Start of SOURCE DATA

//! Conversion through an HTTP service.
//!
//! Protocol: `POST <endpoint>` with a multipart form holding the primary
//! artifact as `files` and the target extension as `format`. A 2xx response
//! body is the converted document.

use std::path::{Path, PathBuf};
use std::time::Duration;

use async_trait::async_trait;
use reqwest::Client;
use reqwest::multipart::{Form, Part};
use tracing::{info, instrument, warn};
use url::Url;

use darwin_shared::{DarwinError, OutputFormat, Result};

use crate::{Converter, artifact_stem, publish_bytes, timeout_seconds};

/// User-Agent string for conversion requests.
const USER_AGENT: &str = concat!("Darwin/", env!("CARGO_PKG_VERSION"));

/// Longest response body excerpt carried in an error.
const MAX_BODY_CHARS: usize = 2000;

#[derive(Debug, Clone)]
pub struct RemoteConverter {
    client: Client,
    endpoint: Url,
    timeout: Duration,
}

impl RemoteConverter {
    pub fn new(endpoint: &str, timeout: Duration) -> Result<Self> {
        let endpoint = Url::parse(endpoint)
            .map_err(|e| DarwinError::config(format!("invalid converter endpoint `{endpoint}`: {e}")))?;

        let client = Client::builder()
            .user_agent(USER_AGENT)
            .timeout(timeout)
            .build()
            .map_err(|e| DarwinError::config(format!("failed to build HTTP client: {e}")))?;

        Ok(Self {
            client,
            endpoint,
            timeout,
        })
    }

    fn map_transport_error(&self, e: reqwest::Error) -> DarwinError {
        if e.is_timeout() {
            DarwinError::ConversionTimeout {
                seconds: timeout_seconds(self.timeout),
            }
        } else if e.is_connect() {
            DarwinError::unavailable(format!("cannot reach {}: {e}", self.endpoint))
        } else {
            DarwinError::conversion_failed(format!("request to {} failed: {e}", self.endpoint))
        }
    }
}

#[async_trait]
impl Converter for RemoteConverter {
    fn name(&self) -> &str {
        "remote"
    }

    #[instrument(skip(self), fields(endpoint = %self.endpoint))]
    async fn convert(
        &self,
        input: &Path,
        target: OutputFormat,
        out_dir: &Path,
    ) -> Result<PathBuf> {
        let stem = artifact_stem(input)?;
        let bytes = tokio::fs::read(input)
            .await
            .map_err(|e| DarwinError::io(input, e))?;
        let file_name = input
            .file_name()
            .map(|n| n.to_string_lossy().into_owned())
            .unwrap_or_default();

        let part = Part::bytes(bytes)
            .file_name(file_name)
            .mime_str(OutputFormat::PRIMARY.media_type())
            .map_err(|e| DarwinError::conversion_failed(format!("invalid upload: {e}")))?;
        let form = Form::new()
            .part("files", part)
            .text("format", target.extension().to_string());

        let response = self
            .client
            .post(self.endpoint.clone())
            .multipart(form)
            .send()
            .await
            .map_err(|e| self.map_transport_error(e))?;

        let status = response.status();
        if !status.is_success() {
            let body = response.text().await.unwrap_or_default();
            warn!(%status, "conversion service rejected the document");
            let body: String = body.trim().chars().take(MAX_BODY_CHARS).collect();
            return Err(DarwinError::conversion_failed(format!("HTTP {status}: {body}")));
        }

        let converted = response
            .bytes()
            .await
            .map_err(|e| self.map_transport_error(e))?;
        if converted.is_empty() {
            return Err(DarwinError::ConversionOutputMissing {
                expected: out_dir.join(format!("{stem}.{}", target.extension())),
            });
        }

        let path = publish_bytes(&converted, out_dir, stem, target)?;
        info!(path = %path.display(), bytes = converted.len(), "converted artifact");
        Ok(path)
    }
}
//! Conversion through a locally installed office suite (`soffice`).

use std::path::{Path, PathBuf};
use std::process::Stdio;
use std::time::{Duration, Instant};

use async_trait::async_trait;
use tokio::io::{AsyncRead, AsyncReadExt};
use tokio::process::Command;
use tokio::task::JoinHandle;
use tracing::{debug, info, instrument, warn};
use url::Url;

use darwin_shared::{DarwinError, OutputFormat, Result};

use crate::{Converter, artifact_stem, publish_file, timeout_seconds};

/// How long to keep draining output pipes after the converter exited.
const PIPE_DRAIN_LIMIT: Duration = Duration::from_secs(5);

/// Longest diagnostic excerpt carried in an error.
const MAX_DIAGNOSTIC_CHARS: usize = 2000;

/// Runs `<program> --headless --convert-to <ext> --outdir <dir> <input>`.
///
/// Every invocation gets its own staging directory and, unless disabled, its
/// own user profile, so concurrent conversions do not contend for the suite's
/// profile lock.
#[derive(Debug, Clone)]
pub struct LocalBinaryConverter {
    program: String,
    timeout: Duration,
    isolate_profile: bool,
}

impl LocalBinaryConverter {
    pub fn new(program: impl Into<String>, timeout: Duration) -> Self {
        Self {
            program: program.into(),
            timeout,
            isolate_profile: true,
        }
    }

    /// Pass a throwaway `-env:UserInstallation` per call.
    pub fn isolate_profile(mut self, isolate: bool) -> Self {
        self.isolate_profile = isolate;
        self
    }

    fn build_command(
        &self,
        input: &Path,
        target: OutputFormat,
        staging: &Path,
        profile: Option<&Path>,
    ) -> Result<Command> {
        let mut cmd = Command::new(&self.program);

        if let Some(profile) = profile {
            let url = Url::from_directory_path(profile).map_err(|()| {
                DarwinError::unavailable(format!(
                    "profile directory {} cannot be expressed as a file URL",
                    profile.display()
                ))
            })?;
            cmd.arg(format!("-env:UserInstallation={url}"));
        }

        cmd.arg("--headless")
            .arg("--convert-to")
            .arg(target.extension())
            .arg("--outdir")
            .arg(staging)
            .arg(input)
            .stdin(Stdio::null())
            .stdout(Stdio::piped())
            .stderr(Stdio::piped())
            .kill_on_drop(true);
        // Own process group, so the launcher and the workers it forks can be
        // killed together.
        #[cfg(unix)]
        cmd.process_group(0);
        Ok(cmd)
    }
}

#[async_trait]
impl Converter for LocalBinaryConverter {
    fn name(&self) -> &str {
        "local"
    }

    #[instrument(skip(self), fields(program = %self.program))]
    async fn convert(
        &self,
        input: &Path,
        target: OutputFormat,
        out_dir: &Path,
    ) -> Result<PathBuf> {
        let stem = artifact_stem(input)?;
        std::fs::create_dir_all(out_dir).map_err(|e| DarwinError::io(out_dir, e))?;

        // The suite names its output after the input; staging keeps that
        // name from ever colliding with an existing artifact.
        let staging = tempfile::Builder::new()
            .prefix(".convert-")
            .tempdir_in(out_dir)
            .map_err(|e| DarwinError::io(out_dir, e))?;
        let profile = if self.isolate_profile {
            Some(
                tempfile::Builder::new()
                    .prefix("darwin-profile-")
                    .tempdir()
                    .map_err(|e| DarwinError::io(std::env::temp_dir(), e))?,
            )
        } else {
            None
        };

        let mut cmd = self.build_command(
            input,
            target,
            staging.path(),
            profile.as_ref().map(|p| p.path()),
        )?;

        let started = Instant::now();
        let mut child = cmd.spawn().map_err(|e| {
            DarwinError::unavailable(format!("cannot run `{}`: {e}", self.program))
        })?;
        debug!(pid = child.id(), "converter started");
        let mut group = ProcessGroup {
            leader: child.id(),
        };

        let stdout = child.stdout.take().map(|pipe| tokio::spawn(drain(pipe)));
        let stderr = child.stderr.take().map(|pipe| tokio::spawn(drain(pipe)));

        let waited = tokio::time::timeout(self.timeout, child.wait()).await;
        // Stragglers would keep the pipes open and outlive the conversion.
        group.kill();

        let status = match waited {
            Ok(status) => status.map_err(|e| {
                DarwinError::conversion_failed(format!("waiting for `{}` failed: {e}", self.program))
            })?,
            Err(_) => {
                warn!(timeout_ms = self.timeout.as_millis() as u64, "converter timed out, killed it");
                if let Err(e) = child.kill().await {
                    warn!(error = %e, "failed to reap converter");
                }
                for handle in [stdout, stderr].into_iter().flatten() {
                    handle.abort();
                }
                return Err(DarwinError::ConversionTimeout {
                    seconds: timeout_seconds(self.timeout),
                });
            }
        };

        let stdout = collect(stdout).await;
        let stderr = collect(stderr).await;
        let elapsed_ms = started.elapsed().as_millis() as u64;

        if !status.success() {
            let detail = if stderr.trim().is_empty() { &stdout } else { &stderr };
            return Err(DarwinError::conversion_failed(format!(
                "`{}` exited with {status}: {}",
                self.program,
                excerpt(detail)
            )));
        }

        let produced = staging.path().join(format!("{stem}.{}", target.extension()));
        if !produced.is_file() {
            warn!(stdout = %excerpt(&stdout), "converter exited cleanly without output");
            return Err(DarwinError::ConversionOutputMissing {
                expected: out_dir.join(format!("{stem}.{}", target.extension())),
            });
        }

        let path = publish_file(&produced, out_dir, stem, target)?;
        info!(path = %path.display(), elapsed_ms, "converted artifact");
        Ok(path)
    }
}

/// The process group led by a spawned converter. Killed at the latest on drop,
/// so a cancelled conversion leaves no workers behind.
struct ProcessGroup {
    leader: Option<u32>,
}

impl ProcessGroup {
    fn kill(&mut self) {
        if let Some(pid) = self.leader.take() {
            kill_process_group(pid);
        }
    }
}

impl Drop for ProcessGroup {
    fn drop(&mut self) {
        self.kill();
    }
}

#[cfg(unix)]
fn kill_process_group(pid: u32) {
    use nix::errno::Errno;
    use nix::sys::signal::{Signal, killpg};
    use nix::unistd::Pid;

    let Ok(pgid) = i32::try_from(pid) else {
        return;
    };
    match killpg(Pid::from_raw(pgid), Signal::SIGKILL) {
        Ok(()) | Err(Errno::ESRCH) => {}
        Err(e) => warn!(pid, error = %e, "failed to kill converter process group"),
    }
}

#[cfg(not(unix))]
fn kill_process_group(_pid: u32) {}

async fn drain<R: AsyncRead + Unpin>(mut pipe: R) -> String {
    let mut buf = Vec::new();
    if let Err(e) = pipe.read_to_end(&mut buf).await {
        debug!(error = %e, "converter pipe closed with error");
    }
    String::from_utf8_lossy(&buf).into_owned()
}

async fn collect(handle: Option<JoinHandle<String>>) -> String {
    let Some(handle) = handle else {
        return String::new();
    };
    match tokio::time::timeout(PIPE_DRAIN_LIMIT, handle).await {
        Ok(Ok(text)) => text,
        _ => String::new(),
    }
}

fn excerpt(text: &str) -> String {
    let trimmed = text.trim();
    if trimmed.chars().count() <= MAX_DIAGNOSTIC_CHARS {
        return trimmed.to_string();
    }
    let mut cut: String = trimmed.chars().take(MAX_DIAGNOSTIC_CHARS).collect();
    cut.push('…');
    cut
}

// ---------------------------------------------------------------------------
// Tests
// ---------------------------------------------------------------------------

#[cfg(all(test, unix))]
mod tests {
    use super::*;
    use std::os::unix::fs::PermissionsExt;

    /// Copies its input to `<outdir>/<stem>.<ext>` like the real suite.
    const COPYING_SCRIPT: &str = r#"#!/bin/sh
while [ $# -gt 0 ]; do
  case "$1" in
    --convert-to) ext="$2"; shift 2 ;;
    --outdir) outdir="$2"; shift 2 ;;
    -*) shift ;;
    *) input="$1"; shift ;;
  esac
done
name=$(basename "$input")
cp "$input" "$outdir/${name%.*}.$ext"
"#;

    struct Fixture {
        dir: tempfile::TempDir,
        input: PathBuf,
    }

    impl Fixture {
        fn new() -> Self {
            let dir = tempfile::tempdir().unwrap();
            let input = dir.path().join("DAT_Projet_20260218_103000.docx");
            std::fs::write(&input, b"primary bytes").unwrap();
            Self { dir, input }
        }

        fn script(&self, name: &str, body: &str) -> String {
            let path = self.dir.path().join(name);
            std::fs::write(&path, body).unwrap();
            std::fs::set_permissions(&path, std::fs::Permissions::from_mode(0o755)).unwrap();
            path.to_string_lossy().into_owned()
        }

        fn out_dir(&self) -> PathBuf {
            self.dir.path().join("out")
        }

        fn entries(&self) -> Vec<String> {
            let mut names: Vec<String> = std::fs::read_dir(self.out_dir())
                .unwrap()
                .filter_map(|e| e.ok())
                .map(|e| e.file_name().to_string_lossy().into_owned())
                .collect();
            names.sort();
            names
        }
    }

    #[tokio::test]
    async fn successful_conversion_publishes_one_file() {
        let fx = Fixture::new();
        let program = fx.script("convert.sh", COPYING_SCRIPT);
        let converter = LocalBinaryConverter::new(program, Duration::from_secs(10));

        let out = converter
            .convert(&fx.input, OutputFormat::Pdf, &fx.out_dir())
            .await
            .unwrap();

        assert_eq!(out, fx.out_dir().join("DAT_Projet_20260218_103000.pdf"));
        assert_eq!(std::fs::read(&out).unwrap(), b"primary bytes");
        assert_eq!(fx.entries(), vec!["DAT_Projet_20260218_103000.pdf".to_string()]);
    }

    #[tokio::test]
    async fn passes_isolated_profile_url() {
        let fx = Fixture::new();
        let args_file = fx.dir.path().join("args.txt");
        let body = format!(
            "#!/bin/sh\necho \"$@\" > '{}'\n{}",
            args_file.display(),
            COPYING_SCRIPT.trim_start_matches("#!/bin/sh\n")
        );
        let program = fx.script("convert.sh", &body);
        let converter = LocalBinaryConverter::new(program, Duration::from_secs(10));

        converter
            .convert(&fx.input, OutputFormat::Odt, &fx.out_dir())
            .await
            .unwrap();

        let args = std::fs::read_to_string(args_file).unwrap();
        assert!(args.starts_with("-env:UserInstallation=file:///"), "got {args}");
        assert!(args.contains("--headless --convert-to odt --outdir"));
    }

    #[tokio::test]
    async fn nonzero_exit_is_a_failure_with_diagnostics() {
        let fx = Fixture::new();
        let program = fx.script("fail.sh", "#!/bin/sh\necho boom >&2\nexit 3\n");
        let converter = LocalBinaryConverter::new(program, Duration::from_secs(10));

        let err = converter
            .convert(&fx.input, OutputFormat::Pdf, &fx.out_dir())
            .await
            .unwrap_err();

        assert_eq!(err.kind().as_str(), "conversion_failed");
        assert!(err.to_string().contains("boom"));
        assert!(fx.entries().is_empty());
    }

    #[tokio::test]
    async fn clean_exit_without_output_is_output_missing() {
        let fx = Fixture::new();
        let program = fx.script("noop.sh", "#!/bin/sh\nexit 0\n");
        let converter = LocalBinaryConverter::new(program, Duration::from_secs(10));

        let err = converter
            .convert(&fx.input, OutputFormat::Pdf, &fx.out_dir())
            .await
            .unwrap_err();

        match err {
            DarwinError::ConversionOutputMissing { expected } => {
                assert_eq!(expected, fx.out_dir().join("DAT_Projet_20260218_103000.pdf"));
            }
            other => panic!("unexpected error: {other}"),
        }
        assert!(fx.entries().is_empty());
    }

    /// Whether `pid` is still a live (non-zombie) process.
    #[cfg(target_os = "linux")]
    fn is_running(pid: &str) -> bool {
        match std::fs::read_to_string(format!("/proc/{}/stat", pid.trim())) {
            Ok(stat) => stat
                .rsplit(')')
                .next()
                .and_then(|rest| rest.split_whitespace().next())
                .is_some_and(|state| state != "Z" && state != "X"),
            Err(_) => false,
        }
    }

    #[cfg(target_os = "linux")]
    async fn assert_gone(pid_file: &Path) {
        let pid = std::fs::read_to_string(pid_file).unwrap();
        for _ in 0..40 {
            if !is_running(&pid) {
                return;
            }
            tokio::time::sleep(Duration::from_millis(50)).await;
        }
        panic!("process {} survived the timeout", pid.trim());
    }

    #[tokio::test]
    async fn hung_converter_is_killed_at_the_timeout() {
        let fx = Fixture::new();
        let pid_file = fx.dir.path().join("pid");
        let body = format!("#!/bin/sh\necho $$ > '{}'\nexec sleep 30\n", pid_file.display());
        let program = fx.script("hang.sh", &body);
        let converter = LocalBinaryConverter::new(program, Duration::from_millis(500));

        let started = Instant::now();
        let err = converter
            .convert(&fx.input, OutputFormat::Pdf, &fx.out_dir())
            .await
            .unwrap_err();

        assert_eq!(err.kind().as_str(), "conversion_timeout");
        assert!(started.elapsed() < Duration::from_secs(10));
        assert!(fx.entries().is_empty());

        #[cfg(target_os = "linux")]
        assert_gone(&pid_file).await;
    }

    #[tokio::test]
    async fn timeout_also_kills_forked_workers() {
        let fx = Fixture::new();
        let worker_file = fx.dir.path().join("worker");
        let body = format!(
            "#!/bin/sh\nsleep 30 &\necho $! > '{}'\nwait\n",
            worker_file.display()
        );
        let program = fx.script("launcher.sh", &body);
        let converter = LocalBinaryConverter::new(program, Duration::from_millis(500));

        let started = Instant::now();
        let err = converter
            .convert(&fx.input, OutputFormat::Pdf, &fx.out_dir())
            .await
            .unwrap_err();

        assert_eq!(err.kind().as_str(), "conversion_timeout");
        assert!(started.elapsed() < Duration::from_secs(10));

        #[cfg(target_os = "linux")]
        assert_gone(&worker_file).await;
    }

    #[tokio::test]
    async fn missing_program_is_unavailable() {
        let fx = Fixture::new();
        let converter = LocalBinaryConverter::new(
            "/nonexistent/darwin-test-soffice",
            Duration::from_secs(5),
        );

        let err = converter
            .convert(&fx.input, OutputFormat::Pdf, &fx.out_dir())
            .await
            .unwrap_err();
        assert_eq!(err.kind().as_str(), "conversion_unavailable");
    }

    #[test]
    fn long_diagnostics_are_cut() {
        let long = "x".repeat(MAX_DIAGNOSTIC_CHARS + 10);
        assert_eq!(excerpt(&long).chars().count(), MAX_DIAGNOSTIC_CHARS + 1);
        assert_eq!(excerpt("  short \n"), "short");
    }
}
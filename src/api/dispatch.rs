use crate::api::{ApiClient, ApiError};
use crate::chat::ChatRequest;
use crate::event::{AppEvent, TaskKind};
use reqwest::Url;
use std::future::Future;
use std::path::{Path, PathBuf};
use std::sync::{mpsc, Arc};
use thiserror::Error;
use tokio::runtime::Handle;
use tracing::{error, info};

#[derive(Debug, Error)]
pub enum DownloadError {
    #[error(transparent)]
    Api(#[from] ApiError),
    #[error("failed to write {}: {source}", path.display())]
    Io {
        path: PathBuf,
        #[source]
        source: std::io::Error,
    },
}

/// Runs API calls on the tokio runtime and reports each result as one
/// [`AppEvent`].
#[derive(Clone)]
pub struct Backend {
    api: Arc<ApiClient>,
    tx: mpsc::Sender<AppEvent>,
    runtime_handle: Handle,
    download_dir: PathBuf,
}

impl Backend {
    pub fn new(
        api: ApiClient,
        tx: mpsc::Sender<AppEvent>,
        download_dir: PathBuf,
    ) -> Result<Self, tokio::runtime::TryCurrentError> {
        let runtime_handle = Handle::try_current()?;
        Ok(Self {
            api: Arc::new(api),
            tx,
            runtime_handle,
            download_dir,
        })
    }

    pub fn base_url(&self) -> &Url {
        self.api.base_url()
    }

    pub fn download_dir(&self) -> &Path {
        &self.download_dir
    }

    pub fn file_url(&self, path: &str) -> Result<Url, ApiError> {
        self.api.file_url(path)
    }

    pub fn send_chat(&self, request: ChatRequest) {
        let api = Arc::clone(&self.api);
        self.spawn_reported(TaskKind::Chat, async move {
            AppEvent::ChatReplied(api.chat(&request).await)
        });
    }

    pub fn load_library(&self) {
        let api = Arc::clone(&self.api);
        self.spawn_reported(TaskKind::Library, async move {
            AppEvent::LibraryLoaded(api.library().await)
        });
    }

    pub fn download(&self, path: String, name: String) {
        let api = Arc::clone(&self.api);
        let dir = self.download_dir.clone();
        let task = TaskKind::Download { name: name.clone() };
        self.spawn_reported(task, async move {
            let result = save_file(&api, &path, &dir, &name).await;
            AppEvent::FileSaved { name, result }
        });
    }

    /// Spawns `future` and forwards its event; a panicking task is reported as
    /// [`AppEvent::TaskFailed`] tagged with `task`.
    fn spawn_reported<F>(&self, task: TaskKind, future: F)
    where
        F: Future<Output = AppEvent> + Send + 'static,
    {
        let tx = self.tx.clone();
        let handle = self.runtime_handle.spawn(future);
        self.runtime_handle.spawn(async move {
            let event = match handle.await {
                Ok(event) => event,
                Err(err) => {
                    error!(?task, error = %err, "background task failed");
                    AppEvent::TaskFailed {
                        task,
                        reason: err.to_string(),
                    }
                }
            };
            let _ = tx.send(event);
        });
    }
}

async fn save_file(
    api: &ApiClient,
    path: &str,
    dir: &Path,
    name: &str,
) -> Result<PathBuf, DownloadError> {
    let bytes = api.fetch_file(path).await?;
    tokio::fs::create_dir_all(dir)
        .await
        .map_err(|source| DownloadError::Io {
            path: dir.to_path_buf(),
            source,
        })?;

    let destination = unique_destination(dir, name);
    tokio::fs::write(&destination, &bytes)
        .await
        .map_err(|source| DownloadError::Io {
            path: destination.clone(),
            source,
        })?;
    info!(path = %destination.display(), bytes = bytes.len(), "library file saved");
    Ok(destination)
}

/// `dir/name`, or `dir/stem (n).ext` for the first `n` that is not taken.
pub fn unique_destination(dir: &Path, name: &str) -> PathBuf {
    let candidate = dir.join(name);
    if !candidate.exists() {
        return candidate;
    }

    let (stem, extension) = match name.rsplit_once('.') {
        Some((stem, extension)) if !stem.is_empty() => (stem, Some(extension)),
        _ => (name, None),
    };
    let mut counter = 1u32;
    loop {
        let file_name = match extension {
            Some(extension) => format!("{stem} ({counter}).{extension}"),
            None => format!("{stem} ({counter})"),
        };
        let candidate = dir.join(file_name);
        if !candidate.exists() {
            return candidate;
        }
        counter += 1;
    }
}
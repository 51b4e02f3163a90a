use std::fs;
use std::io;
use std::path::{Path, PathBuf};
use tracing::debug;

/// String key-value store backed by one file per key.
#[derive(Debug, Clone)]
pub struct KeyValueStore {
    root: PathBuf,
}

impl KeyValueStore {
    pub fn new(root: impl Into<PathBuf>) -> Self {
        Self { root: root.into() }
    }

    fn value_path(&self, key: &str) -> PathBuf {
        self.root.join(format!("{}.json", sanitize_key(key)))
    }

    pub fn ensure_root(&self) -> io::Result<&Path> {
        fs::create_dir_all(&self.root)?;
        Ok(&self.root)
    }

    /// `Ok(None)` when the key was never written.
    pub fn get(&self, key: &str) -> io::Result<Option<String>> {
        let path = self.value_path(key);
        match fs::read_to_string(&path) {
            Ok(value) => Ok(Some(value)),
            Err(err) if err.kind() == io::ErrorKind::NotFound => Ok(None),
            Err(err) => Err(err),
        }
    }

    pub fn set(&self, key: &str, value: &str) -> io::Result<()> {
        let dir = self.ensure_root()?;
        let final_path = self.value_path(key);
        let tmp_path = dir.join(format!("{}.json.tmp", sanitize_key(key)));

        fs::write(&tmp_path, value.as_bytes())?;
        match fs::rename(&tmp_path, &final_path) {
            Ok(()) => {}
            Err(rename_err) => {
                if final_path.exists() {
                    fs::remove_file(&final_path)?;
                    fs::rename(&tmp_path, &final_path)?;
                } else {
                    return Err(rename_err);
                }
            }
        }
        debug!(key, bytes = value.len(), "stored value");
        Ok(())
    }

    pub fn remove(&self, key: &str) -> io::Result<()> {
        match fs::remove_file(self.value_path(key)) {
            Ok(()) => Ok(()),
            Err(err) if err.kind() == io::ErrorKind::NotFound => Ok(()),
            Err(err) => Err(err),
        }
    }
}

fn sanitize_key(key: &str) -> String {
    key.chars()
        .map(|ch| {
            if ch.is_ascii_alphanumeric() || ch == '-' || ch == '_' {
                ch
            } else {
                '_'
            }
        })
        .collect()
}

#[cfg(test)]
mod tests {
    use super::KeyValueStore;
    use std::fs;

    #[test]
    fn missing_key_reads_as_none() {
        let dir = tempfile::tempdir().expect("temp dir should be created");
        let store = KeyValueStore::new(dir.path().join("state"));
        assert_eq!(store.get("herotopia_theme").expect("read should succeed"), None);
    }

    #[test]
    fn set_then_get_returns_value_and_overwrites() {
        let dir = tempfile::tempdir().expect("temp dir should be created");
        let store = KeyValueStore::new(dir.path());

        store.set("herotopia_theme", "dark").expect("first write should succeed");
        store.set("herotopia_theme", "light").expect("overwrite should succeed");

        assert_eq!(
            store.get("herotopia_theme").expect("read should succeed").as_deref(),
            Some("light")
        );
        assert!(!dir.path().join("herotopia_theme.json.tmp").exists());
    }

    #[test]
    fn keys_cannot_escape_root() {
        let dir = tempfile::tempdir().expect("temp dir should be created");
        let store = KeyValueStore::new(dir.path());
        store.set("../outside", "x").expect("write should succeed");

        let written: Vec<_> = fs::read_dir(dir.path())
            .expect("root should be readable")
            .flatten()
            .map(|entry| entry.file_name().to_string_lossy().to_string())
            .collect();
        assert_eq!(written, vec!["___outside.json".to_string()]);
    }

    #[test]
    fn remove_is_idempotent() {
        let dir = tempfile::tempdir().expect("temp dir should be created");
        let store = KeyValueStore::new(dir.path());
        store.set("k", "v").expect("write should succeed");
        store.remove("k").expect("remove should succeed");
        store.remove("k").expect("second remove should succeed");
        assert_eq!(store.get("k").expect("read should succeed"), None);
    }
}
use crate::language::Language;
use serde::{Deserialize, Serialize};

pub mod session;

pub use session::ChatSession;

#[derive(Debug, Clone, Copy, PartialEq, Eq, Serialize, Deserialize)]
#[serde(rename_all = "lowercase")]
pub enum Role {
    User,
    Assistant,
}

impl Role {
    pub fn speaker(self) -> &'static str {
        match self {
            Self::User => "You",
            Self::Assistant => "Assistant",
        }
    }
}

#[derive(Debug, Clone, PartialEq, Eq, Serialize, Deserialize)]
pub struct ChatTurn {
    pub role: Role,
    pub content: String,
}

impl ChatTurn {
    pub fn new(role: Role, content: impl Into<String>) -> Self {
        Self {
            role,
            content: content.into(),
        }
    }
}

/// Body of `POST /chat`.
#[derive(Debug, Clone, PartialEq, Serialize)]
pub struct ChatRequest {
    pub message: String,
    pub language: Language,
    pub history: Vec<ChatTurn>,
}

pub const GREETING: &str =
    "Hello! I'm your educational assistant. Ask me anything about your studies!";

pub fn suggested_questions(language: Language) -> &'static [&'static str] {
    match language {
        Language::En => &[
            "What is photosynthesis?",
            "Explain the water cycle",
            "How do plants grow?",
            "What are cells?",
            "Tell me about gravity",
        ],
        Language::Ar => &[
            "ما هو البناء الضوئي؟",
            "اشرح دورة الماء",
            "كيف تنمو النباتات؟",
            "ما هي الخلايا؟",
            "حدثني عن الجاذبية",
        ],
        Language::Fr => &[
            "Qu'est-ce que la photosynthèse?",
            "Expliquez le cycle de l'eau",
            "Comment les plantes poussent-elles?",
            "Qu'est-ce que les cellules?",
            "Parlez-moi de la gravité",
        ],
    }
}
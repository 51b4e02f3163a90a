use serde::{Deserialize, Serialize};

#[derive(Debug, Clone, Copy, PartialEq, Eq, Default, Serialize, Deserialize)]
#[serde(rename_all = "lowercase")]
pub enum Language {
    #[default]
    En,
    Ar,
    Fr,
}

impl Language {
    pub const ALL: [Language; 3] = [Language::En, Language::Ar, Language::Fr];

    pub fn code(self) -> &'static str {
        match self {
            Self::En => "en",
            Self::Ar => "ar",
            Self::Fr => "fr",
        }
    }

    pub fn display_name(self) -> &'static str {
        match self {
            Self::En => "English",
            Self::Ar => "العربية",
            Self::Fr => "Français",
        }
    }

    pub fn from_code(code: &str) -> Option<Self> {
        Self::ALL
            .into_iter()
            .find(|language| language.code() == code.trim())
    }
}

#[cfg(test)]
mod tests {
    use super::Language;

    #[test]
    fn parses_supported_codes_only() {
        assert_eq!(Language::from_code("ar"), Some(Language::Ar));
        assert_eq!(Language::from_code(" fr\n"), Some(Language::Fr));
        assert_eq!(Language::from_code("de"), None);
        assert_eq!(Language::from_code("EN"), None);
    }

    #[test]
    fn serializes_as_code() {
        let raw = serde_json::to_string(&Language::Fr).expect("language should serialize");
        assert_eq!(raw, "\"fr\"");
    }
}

End of SOURCE DATA

- EXERCISE OBJECTIVE:
Your task is to find every line above containing the word "document" and copy it.

- EXPECTED ANSWER:
//! body is the converted document.
            warn!(%status, "conversion service rejected the document");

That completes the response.